Dickerson told Nikkei Asia that chipmakers are now sharing equipment demand forecasts two years out — and in some cases as far as 2030. That kind of long-range planning from customers is unusual in the semiconductor industry, and Wall Street noticed.
“Chipmakers are sharing their equipment demand outlooks for two years or more to ensure their capacity expansions proceed smoothly,” Dickerson said.
The comments landed at a good time. Earlier this month, fears about NAND oversupply and delayed capital spending sent semiconductor equipment stocks sharply lower. KLA, Lam Research, and Teradyne all posted double-digit losses in a single session.
Dickerson’s remarks pushed back on that narrative. He framed the current investment cycle as AI-driven and long-term, not cyclical.
That view got fresh backing from TD Cowen analyst Krish Sankar, who raised his price target on AMAT by 33% — from $525 to $700 — on Thursday. Mizuho also lifted its target, to $650. Sankar kept his Buy rating and sees roughly 15% upside from current levels.
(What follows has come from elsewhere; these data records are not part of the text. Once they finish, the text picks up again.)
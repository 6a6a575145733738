//! Server configuration.
//!
//! Supports loading from YAML files with environment variable overrides.

use std::net::SocketAddr;
use std::path::{Path, PathBuf};

use anyhow::{Context, Result};
use serde::Deserialize;

/// Server configuration loaded from YAML with environment overrides.
#[derive(Debug, Deserialize)]
#[serde(default)]
pub struct ServerConfig {
    /// Address to bind the TCP control socket to.
    /// Override: `HLX_BIND_ADDR`
    pub bind_addr: SocketAddr,

    /// Path to the persisted backup document.
    /// Override: `HLX_BACKUP_PATH`
    pub backup_path: PathBuf,
}

impl Default for ServerConfig {
    fn default() -> Self {
        Self {
            bind_addr: "0.0.0.0:23".parse().expect("valid default bind address"),
            backup_path: PathBuf::from("hlx-backup.json"),
        }
    }
}

impl ServerConfig {
    /// Loads configuration from a YAML file, then applies environment overrides.
    pub fn load(path: Option<&Path>) -> Result<Self> {
        let mut config = if let Some(path) = path {
            let content = std::fs::read_to_string(path)
                .with_context(|| format!("Failed to read config file: {}", path.display()))?;
            serde_yaml::from_str(&content)
                .with_context(|| format!("Failed to parse config file: {}", path.display()))?
        } else {
            Self::default()
        };

        config.apply_env_overrides();
        Ok(config)
    }

    /// Applies environment variable overrides to the configuration.
    fn apply_env_overrides(&mut self) {
        if let Ok(val) = std::env::var("HLX_BIND_ADDR") {
            if let Ok(addr) = val.parse() {
                self.bind_addr = addr;
            }
        }

        if let Ok(val) = std::env::var("HLX_BACKUP_PATH") {
            self.backup_path = PathBuf::from(val);
        }
    }
}

#[cfg(test)]
mod tests {
    use super::*;

    #[test]
    fn default_config_binds_telnet_port() {
        let config = ServerConfig::default();
        assert_eq!(config.bind_addr.port(), 23);
    }

    #[test]
    fn env_override_replaces_bind_addr() {
        std::env::set_var("HLX_BIND_ADDR", "127.0.0.1:9999");
        let mut config = ServerConfig::default();
        config.apply_env_overrides();
        std::env::remove_var("HLX_BIND_ADDR");
        assert_eq!(config.bind_addr.port(), 9999);
    }
}
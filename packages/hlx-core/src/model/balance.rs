//! `Balance` — signed left/right channel balance with a discontinuous,
//! tagged wire representation.

use crate::error::HlxResult;
use crate::model::identifier::{check_range, MutationOutcome};

/// Lower bound of [`Balance`] (fully left).
pub const BALANCE_MIN: i8 = -80;
/// Upper bound of [`Balance`] (fully right).
pub const BALANCE_MAX: i8 = 80;

/// Which channel a wire-form balance magnitude is tagged with.
#[derive(Debug, Clone, Copy, PartialEq, Eq)]
pub enum Channel {
    Left,
    Right,
}

/// A zone's stereo balance: negative is left-biased, positive is
/// right-biased, zero is center.
#[derive(Debug, Clone, Copy, PartialEq, Eq, Default, serde::Serialize, serde::Deserialize)]
pub struct Balance(i8);

impl Balance {
    pub fn value(&self) -> i8 {
        self.0
    }

    /// Sets the balance from a signed value in `[-80, 80]`.
    pub fn set(&mut self, value: i8) -> HlxResult<MutationOutcome> {
        check_range(value, BALANCE_MIN, BALANCE_MAX, "balance")?;
        if value == self.0 {
            return Ok(MutationOutcome::NoChange);
        }
        self.0 = value;
        Ok(MutationOutcome::Changed)
    }

    /// Sets the balance from a wire-form `(channel, magnitude)` pair.
    /// `magnitude` is in `[0, 80]`; `Left` negates it, `Right` keeps it
    /// positive.
    pub fn set_tagged(&mut self, channel: Channel, magnitude: i8) -> HlxResult<MutationOutcome> {
        check_range(magnitude, 0, BALANCE_MAX, "balance magnitude")?;
        let signed = match channel {
            Channel::Left => -magnitude,
            Channel::Right => magnitude,
        };
        self.set(signed)
    }

    /// Moves one unit toward `channel`, per
    /// §9's resolved-ambiguity rule: a single step always changes the
    /// stored value by 1 unless already at the saturation endpoint, with
    /// no special case at the zero crossing.
    pub fn adjust(&mut self, channel: Channel) -> MutationOutcome {
        let (next, outcome) = match channel {
            Channel::Left => {
                if self.0 <= BALANCE_MIN {
                    (self.0, MutationOutcome::NoChange)
                } else {
                    (self.0 - 1, MutationOutcome::Changed)
                }
            }
            Channel::Right => {
                if self.0 >= BALANCE_MAX {
                    (self.0, MutationOutcome::NoChange)
                } else {
                    (self.0 + 1, MutationOutcome::Changed)
                }
            }
        };
        self.0 = next;
        outcome
    }

    /// Renders `self` as a `(channel, magnitude)` wire pair. Zero renders
    /// as `Right, 0` (: `render(zone=5, balance=0) → "BP5,R0"`).
    pub fn as_tagged(&self) -> (Channel, i8) {
        if self.0 < 0 {
            (Channel::Left, -self.0)
        } else {
            (Channel::Right, self.0)
        }
    }
}

#[cfg(test)]
mod tests {
    use super::*;

    #[test]
    fn tagged_left_normalizes_to_negative() {
        let mut b = Balance::default();
        b.set_tagged(Channel::Left, 40).unwrap();
        assert_eq!(b.value(), -40);
    }

    #[test]
    fn tagged_right_stays_positive() {
        let mut b = Balance::default();
        b.set_tagged(Channel::Right, 0).unwrap();
        assert_eq!(b.value(), 0);
        assert_eq!(b.as_tagged(), (Channel::Right, 0));
    }

    #[test]
    fn zero_renders_as_right() {
        let b = Balance::default();
        assert_eq!(b.as_tagged(), (Channel::Right, 0));
    }

    #[test]
    fn adjust_moves_one_step_and_saturates() {
        let mut b = Balance::default();
        b.set(BALANCE_MAX).unwrap();
        assert_eq!(b.adjust(Channel::Right), MutationOutcome::NoChange);
        assert_eq!(b.adjust(Channel::Left), MutationOutcome::Changed);
        assert_eq!(b.value(), BALANCE_MAX - 1);
    }

    #[test]
    fn range_rejects_past_endpoints() {
        let mut b = Balance::default();
        assert!(b.set(BALANCE_MAX + 1).is_err());
        assert!(b.set(BALANCE_MIN - 1).is_err());
    }
}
Sankar forecasts the wafer fabrication equipment market hitting $250 billion in 2028 and potentially $500 billion by 2030. He sees Applied Materials and KLA as the biggest beneficiaries, given their exposure to front-end lithography and logic and DRAM chip equipment markets.
Susquehanna separately raised its wafer fab equipment market forecast to $250 billion by 2028, also citing AI investment and tighter memory market conditions. The firm bumped price targets on Advanced Energy Industries, Lam Research, and KLA in the same note.
Strong Financials Back the Bullish Case
Applied Materials reported Q2 2026 results on May 14. Revenue came in at a record $7.91 billion, up 20% year-over-year and above the $7.68 billion analyst consensus. EPS of $2.86 beat the $2.68 estimate.
The company has also been expanding capacity. It recently more than doubled its advanced cleanroom space in Singapore to keep up with chipmaker demand.
Year-to-date, AMAT is up 141%. That’s a strong run, but the stock is still about 18% below its 52-week high of $739.67, so there’s room to recover if the demand story holds.
August Earnings in Focus
The next major catalyst is fiscal Q3 earnings, due August 13. Analysts have issued 25 upward revisions to earnings estimates over the past 90 days — with zero downward revisions.
Consensus now sits at EPS of $3.39 on revenue of $8.94 billion.
Research firm SemiAnalysis estimates cumulative global AI infrastructure spending could reach $11.1 trillion between 2024 and 2029 — a number that, if anywhere near accurate, keeps equipment demand elevated for years.
Across Wall Street, AMAT holds a Strong Buy consensus based on 23 Buy ratings and two Holds over the past three months.